Later that night, the coroner examines Ray's body, noting several snake bites. Suddenly, Ray gets back up and kills the coroner before leaving to retrieve his truck. The next day, Eden visits her father's grave, and sees Ray's tow truck driving by. While swimming in the lake, a heavily drunk Sean ditches Rachel, forcing Eric to chase after him. Meanwhile, Tammy and Patty are planning to go shoplifting, but stop by Ray's business to fix their car first. Once Tammy's done, she goes to look for Patty, only to find her hanging by several chains. She tries to escape, but Ray lowers a car on her and sandblasts her to death.

As Eric follows Sean to Ray's garage, the latter gets angry at the former for abandoning him. He finds a picture of him when he was a little kid, which shows that Ray did care about him, but he storms out toward the garage and finds Tammy's remains. Later that night, Eden and her friends go to CeCe's grandmother's house, where CeCe explains that the snakes that killed Ray were full of evil that her grandmother took out of men to purify their souls. They try to escape, but their car has been flipped over. They see Ray and begin to run, but the undead killer pins Ricky with a crowbar and rips his arm off. Ray goes to enter the house, but finds he can't because it was blessed with voodoo spells. Despite this, he's able to throw a chain inside, drag Sean out, and mortally wound him. Eden and Eric shoot Ray with a rifle so the others can drag Sean inside and try to save him, but he dies on the floor. Rachel mourns the loss of her boyfriend while Eden talks CeCe into turning Sean's body into a human voodoo doll to control Ray. Meanwhile, Ray uses his tow truck on the house's foundation and pulls a whole room off; dragging Eric and Rachel with it and crushing CeCe's leg with a support beam.

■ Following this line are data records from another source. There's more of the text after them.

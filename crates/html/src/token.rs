//! Markup token model.

use crate::span::Span;

/// Lexical token kinds.
///
/// Every byte of the source belongs to exactly one token. Only [`TokenKind::Whitespace`]
/// is trivia; all other kinds are significant to the parser.
#[derive(Clone, Copy, Debug, PartialEq, Eq, Hash)]
pub enum TokenKind {
    /// `<` opening a start tag.
    StartTagStart,
    /// `</` opening an end tag.
    EndTagStart,
    /// `>` closing a tag header or footer.
    TagEnd,
    /// `/>` closing a self-closing tag.
    EmptyElementEnd,
    /// Tag, attribute, or PI attribute name.
    Name,
    Eq,
    AttrValueStartDelimiter,
    AttrValueToken,
    AttrValueEndDelimiter,
    /// Whitespace inside markup (tag headers, footers, doctype, PI).
    Whitespace,
    /// Whitespace in content.
    RealWhitespace,
    DataCharacters,
    CommentStart,
    CommentCharacters,
    CommentEnd,
    /// `[if IE]` style condition opening a conditional comment.
    ConditionalCommentStart,
    /// `>` terminating a conditional comment condition.
    ConditionalCommentStartEnd,
    /// `<![` opening a conditional comment terminator.
    ConditionalCommentEndStart,
    /// `endif]` inside a conditional comment terminator.
    ConditionalCommentEnd,
    CdataStart,
    CdataEnd,
    PiStart,
    PiTarget,
    PiEnd,
    DoctypeStart,
    DoctypePublic,
    DoctypeSystem,
    DoctypeEnd,
    /// `&name;`
    EntityRef,
    /// `&#123;` or `&#x7B;`
    CharEntityRef,
    /// Unescaped `&` or a character that cannot appear where it was found.
    BadCharacter,
    /// Embedded-language island, e.g. `{{ expr }}`.
    Interpolation,
}

impl TokenKind {
    pub fn is_trivia(self) -> bool {
        matches!(self, TokenKind::Whitespace)
    }

    pub fn is_reference(self) -> bool {
        matches!(self, TokenKind::EntityRef | TokenKind::CharEntityRef)
    }

    /// Content tokens that may appear verbatim between tags.
    pub fn is_text_content(self) -> bool {
        matches!(self, TokenKind::RealWhitespace | TokenKind::DataCharacters)
    }
}

#[derive(Clone, Copy, Debug, PartialEq, Eq, Hash)]
pub struct Token {
    pub kind: TokenKind,
    pub span: Span,
}

impl Token {
    pub fn new(kind: TokenKind, start: usize, end: usize) -> Self {
        Self {
            kind,
            span: Span::new(start, end),
        }
    }

    pub fn text(self, source: &str) -> &str {
        self.span.slice(source)
    }
}
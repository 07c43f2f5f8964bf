//! Tag semantics per markup dialect.
//!
//! The parser consults a [`MarkupDialect`] for every decision that differs between
//! HTML flavours: void elements, optional end tags, implicit closing, and embedded
//! content islands. Names passed to the predicates are already normalized according
//! to the parser's [`NameCase`](crate::parser::NameCase).

use crate::builder::TreeBuilder;
use crate::token::TokenKind;
use crate::tree::NodeKind;

/// Answer of the opening-tag auto-close predicate.
#[derive(Clone, Copy, Debug, PartialEq, Eq)]
pub enum AutoClose {
    Yes,
    No,
    /// Ask the next enclosing open tag.
    Unsure,
}

/// Where the parser is when it offers a token to the dialect's custom hooks.
#[derive(Clone, Copy, Debug, PartialEq, Eq)]
pub enum ContentSite {
    TopLevel,
    TagBody,
    TagHeader,
    AttributeValue,
}

pub trait MarkupDialect {
    /// Void tags never have content and need no end tag.
    fn is_single_tag(&self, name: &str) -> bool;

    /// Whether a missing end tag for `name` is reported.
    fn is_end_tag_required(&self, name: &str) -> bool;

    /// Whether opening `opening_tag` implicitly closes the open `tag_to_close`.
    fn can_opening_tag_auto_close(&self, tag_to_close: &str, opening_tag: &str) -> AutoClose;

    /// Whether an end tag for an enclosing element may silently close `tag_to_close`.
    fn can_closing_tag_auto_close(&self, tag_to_close: &str, closing_tag: &str) -> bool;

    /// Whether the custom hook claims the current token at `site`.
    fn custom_content(&self, kind: TokenKind, site: ContentSite) -> bool {
        let _ = site;
        kind == TokenKind::Interpolation
    }

    /// Parse claimed content. The parser forces progress if this consumes nothing.
    fn parse_custom_content(&self, builder: &mut TreeBuilder<'_>, site: ContentSite) {
        let _ = site;
        let island = builder.mark();
        builder.advance();
        builder.done(island, NodeKind::Interpolation);
    }

    /// Extra bound on the top-level loop; the parser always stops at end of input.
    fn should_continue_main_loop(&self, builder: &TreeBuilder<'_>) -> bool {
        let _ = builder;
        true
    }

    /// Extra bound on tag-body parsing, for dialects embedded in a larger document.
    fn should_continue_tag_parsing(&self, builder: &TreeBuilder<'_>) -> bool {
        let _ = builder;
        true
    }
}

const VOID_ELEMENTS: &[&str] = &[
    "area", "base", "br", "col", "embed", "hr", "img", "input", "link", "meta", "param", "source",
    "track", "wbr",
];

const OPTIONAL_END_ELEMENTS: &[&str] = &[
    "body", "caption", "colgroup", "dd", "dt", "head", "html", "li", "optgroup", "option", "p",
    "rp", "rt", "tbody", "td", "tfoot", "th", "thead", "tr",
];

/// Elements whose start tag closes an open `p`.
const CLOSES_PARAGRAPH: &[&str] = &[
    "address",
    "article",
    "aside",
    "blockquote",
    "details",
    "div",
    "dl",
    "fieldset",
    "figcaption",
    "figure",
    "footer",
    "form",
    "h1",
    "h2",
    "h3",
    "h4",
    "h5",
    "h6",
    "header",
    "hgroup",
    "hr",
    "main",
    "menu",
    "nav",
    "ol",
    "p",
    "pre",
    "section",
    "table",
    "ul",
];

const ROW_GROUPS: &[&str] = &["tbody", "tfoot", "thead"];
const CELLS: &[&str] = &["td", "th"];
const TABLE_PARTS: &[&str] = &[
    "caption", "colgroup", "tbody", "td", "tfoot", "th", "thead", "tr",
];

fn one_of(name: &str, set: &[&str]) -> bool {
    set.contains(&name)
}

/// HTML: void elements, optional end tags and the implicit-close rules of the
/// common block/list/table structures. Names are expected in lowercase.
#[derive(Clone, Copy, Debug, Default)]
pub struct HtmlDialect;

impl MarkupDialect for HtmlDialect {
    fn is_single_tag(&self, name: &str) -> bool {
        one_of(name, VOID_ELEMENTS)
    }

    fn is_end_tag_required(&self, name: &str) -> bool {
        !one_of(name, OPTIONAL_END_ELEMENTS)
    }

    fn can_opening_tag_auto_close(&self, tag_to_close: &str, opening_tag: &str) -> AutoClose {
        let yes_if = |closes: bool| if closes { AutoClose::Yes } else { AutoClose::Unsure };
        match tag_to_close {
            "p" => yes_if(one_of(opening_tag, CLOSES_PARAGRAPH)),
            "li" => yes_if(opening_tag == "li"),
            "dt" | "dd" => yes_if(matches!(opening_tag, "dt" | "dd")),
            "option" => yes_if(matches!(opening_tag, "option" | "optgroup")),
            "optgroup" => yes_if(opening_tag == "optgroup"),
            "rt" | "rp" => yes_if(matches!(opening_tag, "rt" | "rp")),
            "head" => yes_if(opening_tag == "body"),
            "caption" | "colgroup" => yes_if(
                matches!(opening_tag, "tr" | "colgroup") || one_of(opening_tag, ROW_GROUPS),
            ),
            "td" | "th" => yes_if(
                one_of(opening_tag, CELLS) || opening_tag == "tr" || one_of(opening_tag, ROW_GROUPS),
            ),
            "tr" if one_of(opening_tag, CELLS) => AutoClose::No,
            "tr" => yes_if(opening_tag == "tr" || one_of(opening_tag, ROW_GROUPS)),
            "tbody" | "thead" | "tfoot" if opening_tag == "tr" || one_of(opening_tag, CELLS) => {
                AutoClose::No
            }
            "tbody" | "thead" | "tfoot" => yes_if(matches!(opening_tag, "tbody" | "tfoot")),
            "table" if one_of(opening_tag, TABLE_PARTS) => AutoClose::No,
            "ul" | "ol" if opening_tag == "li" => AutoClose::No,
            "dl" if matches!(opening_tag, "dt" | "dd") => AutoClose::No,
            _ => AutoClose::Unsure,
        }
    }

    fn can_closing_tag_auto_close(&self, tag_to_close: &str, _closing_tag: &str) -> bool {
        !self.is_end_tag_required(tag_to_close)
    }
}

/// XHTML: every element is explicit. Nothing is void and nothing closes implicitly.
#[derive(Clone, Copy, Debug, Default)]
pub struct XhtmlDialect;

impl MarkupDialect for XhtmlDialect {
    fn is_single_tag(&self, _name: &str) -> bool {
        false
    }

    fn is_end_tag_required(&self, _name: &str) -> bool {
        true
    }

    fn can_opening_tag_auto_close(&self, _tag_to_close: &str, _opening_tag: &str) -> AutoClose {
        AutoClose::No
    }

    fn can_closing_tag_auto_close(&self, _tag_to_close: &str, _closing_tag: &str) -> bool {
        false
    }
}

Ray begins to climb the wreckage toward CeCe, but she stabs Sean's body several times to slow Ray down. Ultimately however, the possessed killer reaches her and kills her. Eden, Eric, and Rachel try to escape, but Ray follows in his truck and manages to drag Rachel halfway out of the car. Despite Eden's best efforts, Rachel's impaled on a fallen tree. Stuck in the swamp, Eden and Eric try to reach dry land while Ray dives beneath the murky water only to find a copy of Unicorn Island. Soon enough, Ray attacks them and causes them to separate; causing Eden to end up in a crypt with Ray's victims. When she goes to escape, Ray locks her in. Fearing his return, she hides underneath Patty's body just as Ray returns and throws Eric in. She initially believes he's dead, but when he opens his eyes, her surprised gasp alerts Ray. Eric sacrifices himself to protect Eden before she fights back using a charm CeCe gave her. Ray appears to submit, but the snakes possessing him attack her. However, she's able to evade them and use Ray's truck to finally kill him. As she staggers off, two snakes emerge from Ray's body in search of a new host.

Cast
 Agnes Bruckner as Eden Sinclair
 Jonathan Jackson as Eric
 Laura Ramsey as Rachel
 Meagan Good as CeCe
 D. J. Cotrona as Sean
 Pawel Szajda as Ricky
 Rick Cramer as Ray Sawyer
 Bijou Phillips as Tammy
 Davetta Sherwood as Patty
 Method Man as Deputy Turner
 Stacey Travis as Laura Sinclair

Production
The film marked the re-teaming of Kevin Williamson, writer of Scream, and director Jim Gillespie, who previously helmed Williamson's script for I Know What You Did Last Summer. The film is based on Backwater, an unproduced survival-horror video game designed by John Zuur Platten and Flint Dille. It was shot in Louisiana, in the cities of Amite, Choctaw, Hammond, and New Orleans.

Release

Box office

Venom was released in September 2005, several days after Hurricane Katrina devastated much of Southeast Louisiana, making the film seem unfortunately topical.

Reception
Venom garnered negative reviews from critics. On Rotten Tomatoes, the film holds an approval rating of 11% based on , with a weighted average rating of 3.1/10. The site's critical consensus reads, "A voodoo horror flick without the mojo, Venom is chock full of gory impalings of interchangeable teenage girls and hunky guys by an unstoppable zombie whose unimaginative rampage quickly lulls us to sleep." On Metacritic, which assigns a normalized rating to reviews, the film has a weighted average score of 25 out of 100, based on 21 reviews, indicating "Generally unfavorable reviews".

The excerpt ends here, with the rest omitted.